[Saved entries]

━━━━━━━━━━━━━━━━

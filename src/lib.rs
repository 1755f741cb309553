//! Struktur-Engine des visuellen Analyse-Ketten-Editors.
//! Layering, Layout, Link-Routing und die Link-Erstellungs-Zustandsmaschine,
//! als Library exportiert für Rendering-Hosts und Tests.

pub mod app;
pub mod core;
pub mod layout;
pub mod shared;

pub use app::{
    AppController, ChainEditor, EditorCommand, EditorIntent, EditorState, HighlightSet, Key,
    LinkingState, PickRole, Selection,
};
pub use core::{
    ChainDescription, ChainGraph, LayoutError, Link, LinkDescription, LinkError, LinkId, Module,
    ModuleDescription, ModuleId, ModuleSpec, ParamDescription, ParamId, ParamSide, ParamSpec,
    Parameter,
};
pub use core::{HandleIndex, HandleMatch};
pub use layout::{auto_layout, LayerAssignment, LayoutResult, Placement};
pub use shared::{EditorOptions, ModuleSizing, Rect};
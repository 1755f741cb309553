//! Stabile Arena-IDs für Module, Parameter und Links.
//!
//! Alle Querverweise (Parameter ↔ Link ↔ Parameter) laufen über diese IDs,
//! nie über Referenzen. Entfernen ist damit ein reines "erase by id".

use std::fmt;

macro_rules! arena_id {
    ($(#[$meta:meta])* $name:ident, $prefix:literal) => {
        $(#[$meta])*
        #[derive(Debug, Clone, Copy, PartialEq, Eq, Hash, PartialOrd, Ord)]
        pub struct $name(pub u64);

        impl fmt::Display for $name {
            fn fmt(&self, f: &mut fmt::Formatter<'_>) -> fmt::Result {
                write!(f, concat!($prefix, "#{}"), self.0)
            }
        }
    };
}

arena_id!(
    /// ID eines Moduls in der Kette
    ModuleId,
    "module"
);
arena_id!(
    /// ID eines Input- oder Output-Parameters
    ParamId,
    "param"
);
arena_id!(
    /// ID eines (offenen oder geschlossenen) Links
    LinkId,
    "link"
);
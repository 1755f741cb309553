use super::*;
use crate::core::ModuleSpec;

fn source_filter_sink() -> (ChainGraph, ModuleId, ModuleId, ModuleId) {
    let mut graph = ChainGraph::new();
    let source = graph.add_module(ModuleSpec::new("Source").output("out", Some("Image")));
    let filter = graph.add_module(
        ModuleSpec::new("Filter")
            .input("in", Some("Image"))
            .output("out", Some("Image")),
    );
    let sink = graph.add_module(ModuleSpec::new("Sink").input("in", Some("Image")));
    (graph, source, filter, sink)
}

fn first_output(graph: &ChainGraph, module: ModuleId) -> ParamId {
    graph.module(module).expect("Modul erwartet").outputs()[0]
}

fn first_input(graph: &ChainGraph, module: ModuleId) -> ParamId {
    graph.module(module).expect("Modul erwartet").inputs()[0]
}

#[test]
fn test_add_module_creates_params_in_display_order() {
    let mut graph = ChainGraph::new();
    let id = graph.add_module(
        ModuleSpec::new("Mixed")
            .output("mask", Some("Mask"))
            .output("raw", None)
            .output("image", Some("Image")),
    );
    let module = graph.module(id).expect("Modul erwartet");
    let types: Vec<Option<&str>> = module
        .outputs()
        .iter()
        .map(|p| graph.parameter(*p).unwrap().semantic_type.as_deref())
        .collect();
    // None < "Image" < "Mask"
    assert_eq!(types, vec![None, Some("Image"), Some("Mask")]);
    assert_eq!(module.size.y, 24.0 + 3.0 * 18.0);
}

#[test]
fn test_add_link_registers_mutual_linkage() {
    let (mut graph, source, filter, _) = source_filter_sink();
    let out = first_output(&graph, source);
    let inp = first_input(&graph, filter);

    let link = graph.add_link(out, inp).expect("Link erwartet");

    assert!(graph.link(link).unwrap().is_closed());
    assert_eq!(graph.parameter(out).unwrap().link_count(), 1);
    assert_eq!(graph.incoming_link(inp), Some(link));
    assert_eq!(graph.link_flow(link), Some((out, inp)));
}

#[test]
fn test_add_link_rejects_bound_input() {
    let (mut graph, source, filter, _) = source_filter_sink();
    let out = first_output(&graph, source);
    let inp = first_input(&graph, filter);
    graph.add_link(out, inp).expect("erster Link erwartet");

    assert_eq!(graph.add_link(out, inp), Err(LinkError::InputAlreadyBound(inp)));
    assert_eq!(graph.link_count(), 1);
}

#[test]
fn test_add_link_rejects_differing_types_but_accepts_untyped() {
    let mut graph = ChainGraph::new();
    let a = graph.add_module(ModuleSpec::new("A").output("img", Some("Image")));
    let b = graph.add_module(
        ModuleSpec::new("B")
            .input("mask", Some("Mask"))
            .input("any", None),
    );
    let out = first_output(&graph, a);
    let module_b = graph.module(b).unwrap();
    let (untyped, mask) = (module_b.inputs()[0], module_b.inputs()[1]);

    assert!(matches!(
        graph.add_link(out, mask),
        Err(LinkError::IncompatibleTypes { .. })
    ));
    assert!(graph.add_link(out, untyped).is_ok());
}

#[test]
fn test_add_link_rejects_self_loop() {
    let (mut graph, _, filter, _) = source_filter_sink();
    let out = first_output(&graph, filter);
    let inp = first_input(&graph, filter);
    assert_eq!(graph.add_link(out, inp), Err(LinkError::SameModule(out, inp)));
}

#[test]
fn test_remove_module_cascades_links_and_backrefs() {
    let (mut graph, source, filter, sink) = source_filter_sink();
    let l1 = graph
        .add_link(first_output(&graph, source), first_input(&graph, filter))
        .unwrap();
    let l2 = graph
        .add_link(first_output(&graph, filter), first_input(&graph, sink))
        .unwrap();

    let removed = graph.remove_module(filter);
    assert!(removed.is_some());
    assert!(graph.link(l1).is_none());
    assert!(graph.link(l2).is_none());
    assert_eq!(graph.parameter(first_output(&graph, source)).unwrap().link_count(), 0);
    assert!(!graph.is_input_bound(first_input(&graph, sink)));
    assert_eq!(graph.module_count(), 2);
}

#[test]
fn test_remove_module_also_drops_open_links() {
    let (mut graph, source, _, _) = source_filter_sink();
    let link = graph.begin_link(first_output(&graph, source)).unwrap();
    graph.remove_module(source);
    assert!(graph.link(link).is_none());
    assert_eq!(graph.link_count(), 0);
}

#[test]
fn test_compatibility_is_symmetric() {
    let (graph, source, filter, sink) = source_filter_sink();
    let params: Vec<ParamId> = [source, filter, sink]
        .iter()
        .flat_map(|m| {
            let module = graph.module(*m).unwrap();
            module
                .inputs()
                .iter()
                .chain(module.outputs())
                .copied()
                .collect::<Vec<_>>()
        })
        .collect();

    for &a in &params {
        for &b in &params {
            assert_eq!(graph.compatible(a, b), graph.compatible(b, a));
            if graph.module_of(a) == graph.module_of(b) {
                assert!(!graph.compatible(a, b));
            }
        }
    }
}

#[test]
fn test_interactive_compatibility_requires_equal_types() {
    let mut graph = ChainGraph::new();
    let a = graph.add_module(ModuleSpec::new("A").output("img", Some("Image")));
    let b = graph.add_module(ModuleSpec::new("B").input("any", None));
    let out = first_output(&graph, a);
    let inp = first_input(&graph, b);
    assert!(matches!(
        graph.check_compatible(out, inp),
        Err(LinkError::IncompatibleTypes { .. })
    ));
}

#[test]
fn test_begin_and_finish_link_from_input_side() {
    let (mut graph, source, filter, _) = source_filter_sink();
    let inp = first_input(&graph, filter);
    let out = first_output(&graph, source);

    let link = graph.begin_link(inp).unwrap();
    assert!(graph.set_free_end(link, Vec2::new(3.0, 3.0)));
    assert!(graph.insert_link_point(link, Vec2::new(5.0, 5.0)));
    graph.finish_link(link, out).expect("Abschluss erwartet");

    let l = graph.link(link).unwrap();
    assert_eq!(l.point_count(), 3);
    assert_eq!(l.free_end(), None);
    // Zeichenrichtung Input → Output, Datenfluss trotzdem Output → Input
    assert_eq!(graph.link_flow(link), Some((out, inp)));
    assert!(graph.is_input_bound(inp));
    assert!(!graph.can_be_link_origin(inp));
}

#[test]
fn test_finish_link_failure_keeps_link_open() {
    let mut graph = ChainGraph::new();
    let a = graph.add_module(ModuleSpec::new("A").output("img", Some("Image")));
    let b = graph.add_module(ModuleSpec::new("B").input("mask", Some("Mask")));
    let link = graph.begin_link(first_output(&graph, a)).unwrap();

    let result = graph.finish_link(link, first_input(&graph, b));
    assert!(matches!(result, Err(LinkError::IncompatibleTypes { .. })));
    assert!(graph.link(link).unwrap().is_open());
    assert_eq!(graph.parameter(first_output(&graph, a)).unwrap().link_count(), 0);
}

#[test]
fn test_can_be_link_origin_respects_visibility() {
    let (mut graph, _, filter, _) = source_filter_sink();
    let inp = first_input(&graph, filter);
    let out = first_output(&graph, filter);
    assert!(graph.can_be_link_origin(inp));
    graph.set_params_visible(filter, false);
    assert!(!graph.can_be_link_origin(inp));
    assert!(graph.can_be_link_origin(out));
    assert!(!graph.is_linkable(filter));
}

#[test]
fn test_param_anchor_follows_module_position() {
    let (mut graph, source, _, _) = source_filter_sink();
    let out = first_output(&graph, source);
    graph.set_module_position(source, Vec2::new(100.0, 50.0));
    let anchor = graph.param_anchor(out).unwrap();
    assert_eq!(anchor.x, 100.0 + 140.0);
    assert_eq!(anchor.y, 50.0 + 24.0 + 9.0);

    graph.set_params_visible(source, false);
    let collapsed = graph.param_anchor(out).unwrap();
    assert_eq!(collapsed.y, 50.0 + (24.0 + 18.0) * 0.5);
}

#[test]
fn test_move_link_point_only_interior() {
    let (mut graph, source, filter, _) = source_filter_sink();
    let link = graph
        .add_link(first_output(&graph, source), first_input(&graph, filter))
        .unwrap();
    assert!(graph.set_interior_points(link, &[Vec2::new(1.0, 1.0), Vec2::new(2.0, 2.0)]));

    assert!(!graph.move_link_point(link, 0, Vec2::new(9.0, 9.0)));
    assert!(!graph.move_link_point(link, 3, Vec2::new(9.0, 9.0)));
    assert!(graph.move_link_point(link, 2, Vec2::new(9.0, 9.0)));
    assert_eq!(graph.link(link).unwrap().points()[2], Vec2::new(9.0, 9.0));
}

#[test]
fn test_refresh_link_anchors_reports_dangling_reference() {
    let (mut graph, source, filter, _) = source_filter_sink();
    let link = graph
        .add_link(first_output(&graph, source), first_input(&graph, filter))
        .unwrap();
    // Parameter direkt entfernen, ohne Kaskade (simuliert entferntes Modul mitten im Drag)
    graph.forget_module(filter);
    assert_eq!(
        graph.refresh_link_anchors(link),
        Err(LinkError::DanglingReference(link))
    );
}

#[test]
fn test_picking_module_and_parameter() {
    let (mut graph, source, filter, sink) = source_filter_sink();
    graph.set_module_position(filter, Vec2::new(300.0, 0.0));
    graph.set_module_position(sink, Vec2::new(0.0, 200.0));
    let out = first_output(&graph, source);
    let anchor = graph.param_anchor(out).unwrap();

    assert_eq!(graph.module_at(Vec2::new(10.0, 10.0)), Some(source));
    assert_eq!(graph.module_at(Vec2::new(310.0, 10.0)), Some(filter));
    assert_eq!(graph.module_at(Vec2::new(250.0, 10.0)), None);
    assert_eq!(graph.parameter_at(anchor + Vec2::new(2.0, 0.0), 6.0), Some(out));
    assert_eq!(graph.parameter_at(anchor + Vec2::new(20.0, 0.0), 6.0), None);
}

━━━━━━━━━━━━━━━━

Copy nothing beyond the line containing "pub mod app;". Transcribe exactly from the first line of the entries down to that line, inclusive.

* [Response area]
filename src/lib.rs
repository 1755f741cb309553
//! Struktur-Engine des visuellen Analyse-Ketten-Editors.
//! Layering, Layout, Link-Routing und die Link-Erstellungs-Zustandsmaschine,
//! als Library exportiert für Rendering-Hosts und Tests.

pub mod app;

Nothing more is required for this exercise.